Recently there has been some discussion about how we deal with optional dependencies in LLDB. The common approach in LLVM is to make things work out of the box. If the dependency isn't there, we just move on. This is not true in LLDB. Unless you explicitly disable the dependency with LLDB_DISABLE_*, you'll get a configuration-time error.
When a dependency is not found in LLVM, it prints a status message. This is something I don't like, because there are quite a lot, and they're easy to miss. I'd rather not build all of LLDB only to find out that it couldn't find Python and now I can't run the test suite. Given how "important" some of our dependencies really are, I think a warning isn't unreasonable.
For the first approach we'd need 3 variables for every CMake option.
- The default value.
- The user provided value, which can override the default value. If the user says they want to disable Python, we shouldn't print the aforementioned warning.
- The value actually used by LLDB. This needs to be different from the one provided by the user, because maybe they enabled Python, but the library couldn't be found.
What I don't like about this approach is there needs to be a discrepancy between the variable provided by the user and the one used in the code. If I pass LLDB_DISABLE_PYTHON I want to grep for that and see what it affects.
The second approach is printing the warning once, and modifying the user-provided variable in the cache. So if you pass LLDB_DISABLE_PYTHON=OFF and CMake can't find it, it would update LLDB_DISABLE_PYTHON=ON, which is what you'd probably do in the current situation. This also means the warning is only printed once, because once LLDB_DISABLE_PYTHON is set, you wouldn't try looking for it again.
What I don't like about this approach is that this is messing with my user provided variables behind my back. Sure it prints a warning, but if there were other configuration issue I might need to rerun CMake and be oblivious what happened.
The third and final approach is doing what LLVM does. If the dependency is found, turn the option on (unless the value is overwritten by the user) and vice versa. This is by far the cleanest approach from a CMake and UX perspective, but I've already stated what I don't like about this.
PS: The diff shows what (2) would look like.

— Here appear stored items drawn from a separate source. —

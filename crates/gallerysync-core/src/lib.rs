//! gallerysync core - building blocks of the real-time sync layer.
//!
//! This crate holds the pieces the listener manager wires together: the TTL
//! cache that gives feeds an instant first paint, the connection-status
//! publisher, the performance counters, and the feed record types with their
//! timestamp adapter.

pub mod cache;
pub mod error;
pub mod metrics;
pub mod record;
pub mod status;

pub use cache::{CacheEntry, CacheStats, SharedTtlCache, TtlCache};
pub use error::{Error, Result};
pub use metrics::{
    new_shared_counters, Histogram, PerformanceCounters, PerformanceMetrics,
    SharedPerformanceCounters,
};
pub use record::{
    normalize_timestamp, translate_collection, CachedSnapshot, FeedRecord, ImageRecord,
    RawDocument, TagGroupRecord, TagRecord,
};
pub use status::{ConnectionStatus, SharedStatusPublisher, StatusPublisher, StatusSubscription};
//! Command-line driver for the gallerysync listener manager.
//!
//! Runs a scripted lifecycle against the in-memory store and prints the
//! resulting counters.

pub mod args;
pub mod demo;

pub use args::Args;
pub use demo::{run, seed, DemoReport};
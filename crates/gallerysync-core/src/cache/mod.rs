//! TTL cache used for instant first paint of feeds.
//!
//! The cache serves the last known snapshot of a feed synchronously,
//! independent of how long the remote store takes to push a fresh one.

mod entry;
mod ttl;

pub use entry::CacheEntry;
pub use ttl::{CacheStats, SharedTtlCache, TtlCache, DEFAULT_CACHE_TTL, DEFAULT_SWEEP_INTERVAL};
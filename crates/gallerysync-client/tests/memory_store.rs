//! End-to-end tests of the listener manager over the in-memory store.

mod common;

use std::sync::Arc;
use std::time::Duration;

use chrono::{DateTime, Utc};
use serde_json::json;

use gallerysync_client::{
    ConnectionStatus, DocumentStore, Error, ImageRecord, ListenerManager, MemoryStore,
    NetworkMonitor, RawDocument, SubscribeOptions, SyncConfig, TagGroupRecord, TagRecord,
};

use common::{error_recorder, recorder, tag};

fn seeded_store() -> Arc<MemoryStore> {
    let store = Arc::new(MemoryStore::new());
    store.put(
        "images",
        RawDocument::new("older")
            .with_field("title", "first upload")
            .with_field("createdAt", json!({"_seconds": 1_600_000_000, "_nanoseconds": 0})),
    );
    store.put(
        "images",
        RawDocument::new("newer")
            .with_field("title", "second upload")
            .with_field("createdAt", json!({"seconds": 1_700_000_000, "nanoseconds": 500})),
    );
    store.put("tags", tag("t2", "portrait").with_field("groupId", "g1"));
    store.put("tags", tag("t1", "landscape"));
    store.put("tagGroups", tag("g1", "subject"));
    store
}

fn manager_over(store: &Arc<MemoryStore>) -> ListenerManager {
    ListenerManager::new(
        Arc::clone(store) as Arc<dyn DocumentStore>,
        NetworkMonitor::new(true),
        SyncConfig::new().without_sweeper(),
    )
}

#[tokio::test]
async fn test_all_feeds_deliver_ordered_records() {
    let store = seeded_store();
    let manager = manager_over(&store);

    let (images, on_images) = recorder::<Vec<ImageRecord>>();
    let (image, on_image) = recorder::<Option<ImageRecord>>();
    let (tags, on_tags) = recorder::<Vec<TagRecord>>();
    let (groups, on_groups) = recorder::<Vec<TagGroupRecord>>();

    let _images = manager
        .subscribe_to_images(on_images, None, SubscribeOptions::default())
        .await;
    let _image = manager
        .subscribe_to_image("newer", on_image, None, SubscribeOptions::default())
        .await;
    let _tags = manager
        .subscribe_to_tags(on_tags, None, SubscribeOptions::default())
        .await;
    let _groups = manager
        .subscribe_to_tag_groups(on_groups, None, SubscribeOptions::default())
        .await;

    assert_eq!(manager.status(), ConnectionStatus::Connected);
    assert_eq!(store.watcher_count(), 4);

    let image_ids: Vec<String> = images.lock()[0].iter().map(|i| i.id.clone()).collect();
    assert_eq!(image_ids, vec!["newer", "older"]);

    let newer = image.lock()[0].clone().unwrap();
    assert_eq!(
        newer.created_at,
        DateTime::<Utc>::from_timestamp(1_700_000_000, 500)
    );
    assert_eq!(newer.get("title"), Some(&json!("second upload")));

    let tags = tags.lock()[0].clone();
    assert_eq!(tags[0].name, "landscape");
    assert_eq!(tags[1].name, "portrait");
    assert_eq!(tags[1].group_id.as_deref(), Some("g1"));

    assert_eq!(groups.lock()[0][0].name, "subject");
}

#[tokio::test]
async fn test_writes_and_deletes_flow_through() {
    let store = seeded_store();
    let manager = manager_over(&store);

    let (image, on_image) = recorder::<Option<ImageRecord>>();
    let _image = manager
        .subscribe_to_image("older", on_image, None, SubscribeOptions::default())
        .await;

    store.put("images", RawDocument::new("older").with_field("title", "renamed"));
    store.delete("images", "older");

    let seen = image.lock();
    assert_eq!(seen.len(), 3);
    assert_eq!(seen[1].as_ref().unwrap().get("title"), Some(&json!("renamed")));
    assert!(seen[2].is_none());
}

#[tokio::test(start_paused = true)]
async fn test_store_outage_recovers_without_losing_writes() {
    let store = seeded_store();
    let manager = manager_over(&store);

    let (tags, on_tags) = recorder::<Vec<TagRecord>>();
    let (errors, on_error) = error_recorder();
    let _tags = manager
        .subscribe_to_tags(on_tags, on_error, SubscribeOptions::default())
        .await;
    assert_eq!(manager.status(), ConnectionStatus::Connected);

    store.set_available(false);

    assert_eq!(manager.status(), ConnectionStatus::Disconnected);
    assert!(matches!(errors.lock()[0], Error::TransientConnectivity(_)));

    // Written while nobody is watching.
    store.put("tags", tag("t3", "abstract"));

    tokio::time::sleep(Duration::from_millis(500)).await;
    assert_eq!(manager.status(), ConnectionStatus::Reconnecting);
    store.set_available(true);

    tokio::time::sleep(Duration::from_millis(600)).await;

    assert_eq!(manager.status(), ConnectionStatus::Connected);
    assert_eq!(manager.reconnect_attempts(), 0);
    assert_eq!(store.watcher_count(), 1);

    let latest: Vec<String> = tags
        .lock()
        .last()
        .unwrap()
        .iter()
        .map(|tag| tag.name.clone())
        .collect();
    assert_eq!(latest, vec!["abstract", "landscape", "portrait"]);
}

#[tokio::test]
async fn test_malformed_document_reported_not_fatal() {
    let store = seeded_store();
    store.put(
        "images",
        RawDocument::new("bad").with_field("createdAt", json!({"seconds": "soon"})),
    );
    let manager = manager_over(&store);

    let (images, on_images) = recorder::<Vec<ImageRecord>>();
    let (errors, on_error) = error_recorder();
    let _images = manager
        .subscribe_to_images(on_images, on_error, SubscribeOptions::default())
        .await;

    assert!(images.lock().is_empty());
    assert!(matches!(errors.lock()[0], Error::MalformedSnapshot(_)));

    store.delete("images", "bad");

    assert_eq!(images.lock().len(), 1);
    assert_eq!(images.lock()[0].len(), 2);
    assert_eq!(store.watcher_count(), 1);
}
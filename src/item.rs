//! Matched candidates.

use std::sync::Arc;

/// A candidate that survived matching, together with where it matched.
///
/// `index` is the position of the candidate in the list the matcher ran over
/// (the augmented list when the query was prepended). `matched_indices` are
/// character offsets into `text`, empty when no query was applied.
#[derive(Debug, Clone, PartialEq, Eq)]
pub struct MatchedItem {
    /// The candidate text
    pub text: Arc<str>,
    /// Position in the matched-over candidate list
    pub index: usize,
    /// Character offsets of the matched query characters
    pub matched_indices: Vec<usize>,
    /// Relevance score, higher is better
    pub score: i64,
}

impl MatchedItem {
    /// Build an item that was not matched against anything
    pub fn unmatched(text: Arc<str>, index: usize) -> Self {
        Self {
            text,
            index,
            matched_indices: Vec::new(),
            score: 0,
        }
    }

    /// The candidate text
    pub fn text(&self) -> &str {
        &self.text
    }
}
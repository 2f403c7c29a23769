#[macro_use]
pub mod insta;
//! Handle the color theme
use ratatui::style::{Color, Modifier, Style};

use crate::options::FilterOptions;

/// The color scheme of sift's UI
///
/// <pre>
/// +---------------------+
/// | header              |  --> header
/// | > query             |  --> prompt & query (placeholder when empty)
/// | •  ○ current line   |  --> cursor & unselected & current & current_match
/// |    ◉ selected line  |  --> selected & normal & matched
/// |                     |
/// | ↓↑ navigate • ...   |  --> help
/// +---------------------+
/// </pre>
#[derive(Copy, Clone, Debug, Default, PartialEq)]
pub struct ColorTheme {
    /// Non-current lines
    pub normal: Style,
    /// Matched text on non-current lines
    pub matched: Style,
    /// Current line, non-matched text
    pub current: Style,
    /// Current line, matched text
    pub current_match: Style,
    /// Query text
    pub query: Style,
    /// Placeholder shown while the query is empty
    pub placeholder: Style,
    /// Prompt prefix
    pub prompt: Style,
    /// Cursor indicator
    pub cursor: Style,
    /// Prefix of selected lines
    pub selected: Style,
    /// Prefix of unselected lines in multi-select
    pub unselected: Style,
    /// Header lines
    pub header: Style,
    /// Help line
    pub help: Style,
}

impl ColorTheme {
    /// Setup the theme from the options, honoring `NO_COLOR`
    pub fn init_from_options(options: &FilterOptions) -> ColorTheme {
        if let Some(color) = options.color.as_deref() {
            ColorTheme::from_options(color)
        } else {
            match std::env::var_os("NO_COLOR") {
                Some(no_color) if !no_color.is_empty() => ColorTheme::none(),
                _ => ColorTheme::dark256(),
            }
        }
    }

    fn none() -> Self {
        Self {
            placeholder: Style::default().dim(),
            ..ColorTheme::default()
        }
    }

    fn bw() -> Self {
        let base = ColorTheme::none();
        ColorTheme {
            matched: base.matched.underlined(),
            current: base.current.reversed(),
            current_match: base.current_match.reversed().underlined(),
            cursor: base.cursor.bold(),
            selected: base.selected.bold(),
            ..base
        }
    }

    fn default16() -> Self {
        let base = ColorTheme::none();
        ColorTheme {
            matched: base.matched.fg(Color::Magenta),
            current: base.current.fg(Color::Yellow),
            current_match: base.current_match.fg(Color::Magenta),
            prompt: base.prompt.fg(Color::DarkGray),
            cursor: base.cursor.fg(Color::Magenta),
            selected: base.selected.fg(Color::Magenta),
            unselected: base.unselected.fg(Color::DarkGray),
            header: base.header.fg(Color::Blue),
            help: base.help.fg(Color::DarkGray),
            ..base
        }
    }

    fn dark256() -> Self {
        let base = ColorTheme::none();
        ColorTheme {
            matched: base.matched.fg(Color::Indexed(212)),
            current: base.current.bg(Color::Indexed(236)),
            current_match: base.current_match.fg(Color::Indexed(212)).bg(Color::Indexed(236)),
            prompt: base.prompt.fg(Color::Indexed(240)),
            placeholder: base.placeholder.fg(Color::Indexed(240)),
            cursor: base.cursor.fg(Color::Indexed(212)),
            selected: base.selected.fg(Color::Indexed(212)),
            unselected: base.unselected.fg(Color::Indexed(240)),
            header: base.header.fg(Color::Indexed(99)),
            help: base.help.fg(Color::Indexed(241)),
            ..base
        }
    }

    fn light256() -> Self {
        let base = ColorTheme::none();
        ColorTheme {
            matched: base.matched.fg(Color::Indexed(162)),
            current: base.current.bg(Color::Indexed(254)),
            current_match: base.current_match.fg(Color::Indexed(162)).bg(Color::Indexed(254)),
            prompt: base.prompt.fg(Color::Indexed(245)),
            placeholder: base.placeholder.fg(Color::Indexed(248)),
            cursor: base.cursor.fg(Color::Indexed(162)),
            selected: base.selected.fg(Color::Indexed(162)),
            unselected: base.unselected.fg(Color::Indexed(248)),
            header: base.header.fg(Color::Indexed(57)),
            help: base.help.fg(Color::Indexed(246)),
            ..base
        }
    }

    fn set_color(&mut self, name: &str, spec: &str) {
        let spec_parts: Vec<_> = spec.split(&['+', ':']).collect();

        let raw_color = spec_parts[0];
        let new_color = if raw_color.len() == 7 && raw_color.starts_with('#') {
            let r = u8::from_str_radix(&raw_color[1..3], 16).unwrap_or(255);
            let g = u8::from_str_radix(&raw_color[3..5], 16).unwrap_or(255);
            let b = u8::from_str_radix(&raw_color[5..7], 16).unwrap_or(255);
            Some(Color::Rgb(r, g, b))
        } else {
            raw_color.parse::<u8>().ok().map(Color::Indexed).or_else(|| {
                debug!("Unknown color '{raw_color}'");
                None
            })
        };

        let mut modifier = Modifier::empty();
        for part in spec_parts.iter().skip(1) {
            if matches!(*part, "x" | "regular") {
                modifier = Modifier::empty()
            } else {
                modifier |= match *part {
                    "b" | "bold" => Modifier::BOLD,
                    "u" | "underlined" => Modifier::UNDERLINED,
                    "d" | "dim" => Modifier::DIM,
                    "i" | "italic" => Modifier::ITALIC,
                    "r" | "reverse" => Modifier::REVERSED,
                    m => {
                        debug!("Unknown modifier '{m}'");
                        Modifier::empty()
                    }
                };
            }
        }

        let (component_name, background) = match name.strip_suffix("_bg").or_else(|| name.strip_suffix("-bg")) {
            Some(component) => (component, true),
            None => (name, false),
        };

        let style = match component_name {
            "normal" => &mut self.normal,
            "matched" | "hl" => &mut self.matched,
            "current" | "fg+" => &mut self.current,
            "current_match" | "hl+" => &mut self.current_match,
            "query" => &mut self.query,
            "placeholder" => &mut self.placeholder,
            "prompt" => &mut self.prompt,
            "cursor" | "indicator" => &mut self.cursor,
            "selected" => &mut self.selected,
            "unselected" => &mut self.unselected,
            "header" => &mut self.header,
            "help" => &mut self.help,
            other => {
                debug!("Unknown color component '{other}'");
                return;
            }
        };
        if let Some(c) = new_color {
            *style = if background { style.bg(c) } else { style.fg(c) };
        }
        *style = style.add_modifier(modifier);
    }

    /// Parses `BASE[,COMPONENT:COLOR[:MODIFIER]...]`
    fn from_options(color: &str) -> Self {
        let mut theme = ColorTheme::dark256();
        for pair in color.split(',') {
            if let Some((name, spec)) = pair.split_once(':') {
                theme.set_color(name, spec);
            } else {
                theme = match pair {
                    "light" => ColorTheme::light256(),
                    "16" => ColorTheme::default16(),
                    "bw" => ColorTheme::bw(),
                    "none" | "empty" => ColorTheme::none(),
                    "dark" | "default" => ColorTheme::dark256(),
                    t => {
                        debug!("Unknown color theme '{t}'");
                        ColorTheme::dark256()
                    }
                };
            }
        }
        theme
    }
}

It's not fully clear to me what will happen when this code is run for the first time (when CURSES_INCLUDE_DIRS, etc. is not defined yet). Who will set CURSES_PANEL_FOUND in that case? Could you make sure this works correctly when run for the first time on a fully clean build?
I don't know whether this is the standard way of writing find_package files, but I'd consider just removing the caching and letting find_package(Curses) and find_library(panel) just run every time -- they already contain some internal caching so we're not saving much here anyway...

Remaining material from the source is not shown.